***** DATASET RECORDS *****

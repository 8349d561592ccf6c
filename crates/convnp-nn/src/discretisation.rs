// SPDX-License-Identifier: AGPL-3.0-or-later
// © 2025 Ryo ∴ SpiralArchitect (kishkavsesvit@icloud.com)
// Part of SpiralTorch — Licensed under AGPL-3.0-or-later.
// Unauthorized derivative works or closed redistribution prohibited under AGPL §13.

//! Uniform one-dimensional grids for the functional representation.
//!
//! The grid is derived from the inputs of the whole batch at once so that
//! every batch element shares the same grid, and it is rebuilt on every call.

use convnp_core::error::{self, Result};
use convnp_core::Tensor;
use ndarray::{Array1, IxDyn};
use serde::{Deserialize, Serialize};
use tracing::debug;

/// Equally spaced grid laid out as `(len, 1, 1)` so it broadcasts against
/// any batch.
#[derive(Clone, Debug)]
pub struct Grid {
    lower: f64,
    spacing: f64,
    points: Tensor,
}

impl Grid {
    pub fn lower(&self) -> f64 {
        self.lower
    }

    pub fn upper(&self) -> f64 {
        self.lower + self.spacing * (self.len().saturating_sub(1)) as f64
    }

    pub fn spacing(&self) -> f64 {
        self.spacing
    }

    pub fn len(&self) -> usize {
        self.points.len()
    }

    pub fn is_empty(&self) -> bool {
        self.points.is_empty()
    }

    /// Grid locations as an untracked `(len, 1, 1)` tensor.
    pub fn points(&self) -> &Tensor {
        &self.points
    }
}

/// Discretisation at a fixed density with a margin around the data and a
/// point count aligned to a multiple.
#[derive(Clone, Copy, Debug, PartialEq, Serialize, Deserialize)]
pub struct UniformDiscretisation1d {
    pub points_per_unit: f64,
    pub margin: f64,
    pub multiple: usize,
}

impl UniformDiscretisation1d {
    pub fn new(points_per_unit: f64, margin: f64, multiple: usize) -> Result<Self> {
        let discretisation = Self {
            points_per_unit,
            margin,
            multiple,
        };
        discretisation.validate()?;
        Ok(discretisation)
    }

    pub fn validate(&self) -> Result<()> {
        if !(self.points_per_unit > 0.0) || !self.points_per_unit.is_finite() {
            return Err(error::invalid(
                "discretisation.points_per_unit",
                format!("must be positive and finite, got {}", self.points_per_unit),
            ));
        }
        if !(self.margin >= 0.0) || !self.margin.is_finite() {
            return Err(error::invalid(
                "discretisation.margin",
                format!("must be non-negative and finite, got {}", self.margin),
            ));
        }
        if self.multiple == 0 {
            return Err(error::invalid("discretisation.multiple", "must be at least 1"));
        }
        Ok(())
    }

    /// Number of points covering `span` at the configured density, rounded
    /// up to the alignment multiple.
    pub fn num_points(&self, span: f64) -> usize {
        // Absorb rounding noise such as 6.0 * 5.0 = 30.000000000000004.
        let intervals = (span * self.points_per_unit - 1e-9).ceil().max(0.0) as usize;
        let count = intervals + 1;
        count.div_ceil(self.multiple) * self.multiple
    }

    /// Builds the grid covering `[min - margin, max + margin]` over every
    /// value of every input tensor.
    pub fn grid(&self, inputs: &[&Tensor]) -> Result<Grid> {
        self.validate()?;
        let mut lower = f64::INFINITY;
        let mut upper = f64::NEG_INFINITY;
        for input in inputs {
            let data = input.borrow_data();
            if data.iter().any(|value| !value.is_finite()) {
                return Err(error::invalid(
                    "discretisation.inputs",
                    "input locations must be finite",
                ));
            }
            lower = data.iter().copied().fold(lower, f64::min);
            upper = data.iter().copied().fold(upper, f64::max);
        }
        if lower > upper {
            return Err(error::invalid(
                "discretisation.inputs",
                "cannot discretise an empty set of locations",
            ));
        }
        let lower = lower - self.margin;
        let upper = upper + self.margin;
        let spacing = 1.0 / self.points_per_unit;
        let len = self.num_points(upper - lower);
        let values = Array1::from_shape_fn(len, |i| lower + spacing * i as f64);
        let points = values
            .into_shape(IxDyn(&[len, 1, 1]))
            .map_err(|err| error::shape(format!("discretisation: {err}")))?;
        debug!(lower, upper, len, spacing, "built discretisation grid");
        Ok(Grid {
            lower,
            spacing,
            points: Tensor::from_array(points),
        })
    }
}

#[cfg(test)]
mod tests {
    use super::*;
    use approx::assert_abs_diff_eq;

    fn locations(values: &[f64]) -> Tensor {
        Tensor::from_shape_vec(&[values.len(), 1, 1], values.to_vec()).unwrap()
    }

    #[test]
    fn grid_covers_margin_at_exact_spacing() {
        let discretisation = UniformDiscretisation1d::new(5.0, 1.0, 4).unwrap();
        let grid = discretisation.grid(&[&locations(&[-2.0, 0.5, 2.0])]).unwrap();
        assert_abs_diff_eq!(grid.lower(), -3.0);
        assert!(grid.upper() >= 3.0 - 1e-9);
        assert_eq!(grid.len() % 4, 0);
        assert_eq!(grid.len(), 32);
        let points = grid.points().to_vec();
        for pair in points.windows(2) {
            assert_abs_diff_eq!(pair[1] - pair[0], 0.2, epsilon = 1e-12);
        }
    }

    #[test]
    fn grid_spans_all_inputs_of_the_batch() {
        let discretisation = UniformDiscretisation1d::new(4.0, 0.0, 1).unwrap();
        let context = Tensor::from_shape_vec(&[2, 1, 2], vec![0.0, 1.0, 0.5, -1.0]).unwrap();
        let target = locations(&[2.0]);
        let grid = discretisation.grid(&[&context, &target]).unwrap();
        assert_abs_diff_eq!(grid.lower(), -1.0);
        assert_eq!(grid.len(), 13);
        assert_abs_diff_eq!(grid.upper(), 2.0, epsilon = 1e-12);
        assert_eq!(grid.points().shape(), vec![13, 1, 1]);
    }

    #[test]
    fn count_is_deterministic_and_aligned() {
        let discretisation = UniformDiscretisation1d::new(5.0, 1.0, 8).unwrap();
        assert_eq!(discretisation.num_points(6.0), 32);
        let unaligned = UniformDiscretisation1d::new(5.0, 1.0, 1).unwrap();
        assert_eq!(unaligned.num_points(6.0), 31);
        assert_eq!(unaligned.num_points(0.0), 1);
    }

    #[test]
    fn rejects_invalid_settings_and_inputs() {
        assert!(UniformDiscretisation1d::new(0.0, 1.0, 1).is_err());
        assert!(UniformDiscretisation1d::new(1.0, -1.0, 1).is_err());
        assert!(UniformDiscretisation1d::new(1.0, 1.0, 0).is_err());
        let discretisation = UniformDiscretisation1d::new(1.0, 0.0, 1).unwrap();
        assert!(discretisation.grid(&[]).is_err());
        assert!(discretisation.grid(&[&locations(&[f64::NAN])]).is_err());
    }
}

*****

WHAT TO WORK ON:
Look back at the entries above and repeat, unchanged, every line from the line holding "pub fn num_points(&self, span: f64)" through the line holding "let data = input.borrow_data();".

SOLUTION FOR THIS EXERCISE:
    pub fn num_points(&self, span: f64) -> usize {
        // Absorb rounding noise such as 6.0 * 5.0 = 30.000000000000004.
        let intervals = (span * self.points_per_unit - 1e-9).ceil().max(0.0) as usize;
        let count = intervals + 1;
        count.div_ceil(self.multiple) * self.multiple
    }

    /// Builds the grid covering `[min - margin, max + margin]` over every
    /// value of every input tensor.
    pub fn grid(&self, inputs: &[&Tensor]) -> Result<Grid> {
        self.validate()?;
        let mut lower = f64::INFINITY;
        let mut upper = f64::NEG_INFINITY;
        for input in inputs {
            let data = input.borrow_data();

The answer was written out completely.